_EXERCISE GOAL_:
From the material below, copy out each line with the word "DidChangeEvent" in it.

_INFORMATION SUPPLIED_:
__________________________________________________

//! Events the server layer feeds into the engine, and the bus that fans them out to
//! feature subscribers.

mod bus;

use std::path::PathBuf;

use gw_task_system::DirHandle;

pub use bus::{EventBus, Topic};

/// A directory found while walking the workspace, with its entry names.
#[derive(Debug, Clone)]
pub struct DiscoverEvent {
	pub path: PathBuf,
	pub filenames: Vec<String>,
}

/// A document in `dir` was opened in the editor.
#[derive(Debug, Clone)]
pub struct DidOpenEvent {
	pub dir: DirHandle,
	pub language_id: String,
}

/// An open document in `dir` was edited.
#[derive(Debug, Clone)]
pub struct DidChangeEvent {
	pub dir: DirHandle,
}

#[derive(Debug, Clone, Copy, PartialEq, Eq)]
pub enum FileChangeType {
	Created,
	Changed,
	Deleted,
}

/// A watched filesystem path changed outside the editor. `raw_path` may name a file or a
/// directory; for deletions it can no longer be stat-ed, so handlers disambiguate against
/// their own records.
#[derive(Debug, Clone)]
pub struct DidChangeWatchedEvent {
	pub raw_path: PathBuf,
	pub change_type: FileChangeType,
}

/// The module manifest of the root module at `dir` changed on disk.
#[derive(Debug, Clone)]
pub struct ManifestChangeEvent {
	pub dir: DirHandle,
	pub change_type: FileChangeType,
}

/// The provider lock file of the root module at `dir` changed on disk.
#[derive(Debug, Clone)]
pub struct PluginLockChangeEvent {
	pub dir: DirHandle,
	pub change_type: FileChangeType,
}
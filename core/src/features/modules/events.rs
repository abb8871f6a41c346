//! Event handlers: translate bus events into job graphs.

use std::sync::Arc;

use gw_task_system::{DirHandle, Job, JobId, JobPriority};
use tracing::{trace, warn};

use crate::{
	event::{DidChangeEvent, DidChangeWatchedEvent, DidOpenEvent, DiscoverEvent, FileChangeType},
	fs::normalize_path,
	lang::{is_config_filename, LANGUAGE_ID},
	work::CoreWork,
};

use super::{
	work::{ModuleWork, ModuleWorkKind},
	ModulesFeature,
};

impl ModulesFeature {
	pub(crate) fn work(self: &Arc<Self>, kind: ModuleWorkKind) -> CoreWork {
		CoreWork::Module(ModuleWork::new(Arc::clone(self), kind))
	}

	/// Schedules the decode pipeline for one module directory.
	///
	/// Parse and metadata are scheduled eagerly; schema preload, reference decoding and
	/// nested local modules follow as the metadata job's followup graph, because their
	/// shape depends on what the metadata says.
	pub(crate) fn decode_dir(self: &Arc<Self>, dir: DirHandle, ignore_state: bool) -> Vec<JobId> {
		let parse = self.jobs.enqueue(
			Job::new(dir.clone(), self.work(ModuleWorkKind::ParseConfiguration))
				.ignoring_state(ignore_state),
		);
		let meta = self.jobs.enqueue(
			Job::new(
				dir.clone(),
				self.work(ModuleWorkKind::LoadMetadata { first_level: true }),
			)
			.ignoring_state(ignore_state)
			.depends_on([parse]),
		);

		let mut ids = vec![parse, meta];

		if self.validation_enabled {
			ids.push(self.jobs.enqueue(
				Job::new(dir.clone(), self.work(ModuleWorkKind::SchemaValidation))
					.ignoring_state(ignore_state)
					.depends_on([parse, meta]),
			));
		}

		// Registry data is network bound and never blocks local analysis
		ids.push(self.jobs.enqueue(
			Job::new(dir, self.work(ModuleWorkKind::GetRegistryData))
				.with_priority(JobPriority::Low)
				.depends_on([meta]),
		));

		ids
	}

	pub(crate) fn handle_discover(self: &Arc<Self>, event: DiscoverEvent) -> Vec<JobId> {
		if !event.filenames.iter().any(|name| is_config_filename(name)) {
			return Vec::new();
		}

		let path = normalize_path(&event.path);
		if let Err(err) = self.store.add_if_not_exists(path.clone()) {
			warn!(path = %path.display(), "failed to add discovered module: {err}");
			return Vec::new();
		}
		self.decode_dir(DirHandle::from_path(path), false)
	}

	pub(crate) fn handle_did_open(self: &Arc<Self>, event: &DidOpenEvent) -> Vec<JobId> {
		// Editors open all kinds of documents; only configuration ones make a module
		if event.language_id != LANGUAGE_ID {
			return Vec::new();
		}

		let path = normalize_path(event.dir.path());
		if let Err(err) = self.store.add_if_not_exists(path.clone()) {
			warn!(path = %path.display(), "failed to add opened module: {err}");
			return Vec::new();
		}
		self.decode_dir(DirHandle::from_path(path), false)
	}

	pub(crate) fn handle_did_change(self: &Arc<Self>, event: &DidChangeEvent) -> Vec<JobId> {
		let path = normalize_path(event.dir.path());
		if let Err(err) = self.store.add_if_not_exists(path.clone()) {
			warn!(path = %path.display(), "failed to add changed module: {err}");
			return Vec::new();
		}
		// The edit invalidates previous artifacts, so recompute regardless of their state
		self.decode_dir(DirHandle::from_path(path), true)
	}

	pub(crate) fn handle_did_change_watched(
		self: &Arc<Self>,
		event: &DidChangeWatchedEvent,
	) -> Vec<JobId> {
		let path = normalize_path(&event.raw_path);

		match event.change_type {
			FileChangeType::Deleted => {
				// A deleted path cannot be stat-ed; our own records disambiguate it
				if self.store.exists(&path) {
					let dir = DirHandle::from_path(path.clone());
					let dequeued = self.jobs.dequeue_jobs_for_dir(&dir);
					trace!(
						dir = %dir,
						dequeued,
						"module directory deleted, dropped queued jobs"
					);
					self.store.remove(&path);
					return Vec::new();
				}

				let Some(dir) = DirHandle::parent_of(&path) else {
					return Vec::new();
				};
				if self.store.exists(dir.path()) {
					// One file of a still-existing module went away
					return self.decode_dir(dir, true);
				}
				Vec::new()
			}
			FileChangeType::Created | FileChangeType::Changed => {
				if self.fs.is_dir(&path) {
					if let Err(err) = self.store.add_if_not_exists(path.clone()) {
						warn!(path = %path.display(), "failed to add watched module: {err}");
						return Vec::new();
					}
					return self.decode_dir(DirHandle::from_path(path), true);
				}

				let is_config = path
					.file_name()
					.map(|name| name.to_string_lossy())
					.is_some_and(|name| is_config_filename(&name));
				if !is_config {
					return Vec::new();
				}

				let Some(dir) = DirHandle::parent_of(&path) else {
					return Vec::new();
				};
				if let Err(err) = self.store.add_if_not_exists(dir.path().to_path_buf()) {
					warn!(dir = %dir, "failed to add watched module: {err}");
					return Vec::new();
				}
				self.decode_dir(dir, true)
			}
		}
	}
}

__________________________________________________

_ANSWER TO THE PROBLEM_:
pub struct DidChangeEvent {
	event::{DidChangeEvent, DidChangeWatchedEvent, DidOpenEvent, DiscoverEvent, FileChangeType},
	pub(crate) fn handle_did_change(self: &Arc<Self>, event: &DidChangeEvent) -> Vec<JobId> {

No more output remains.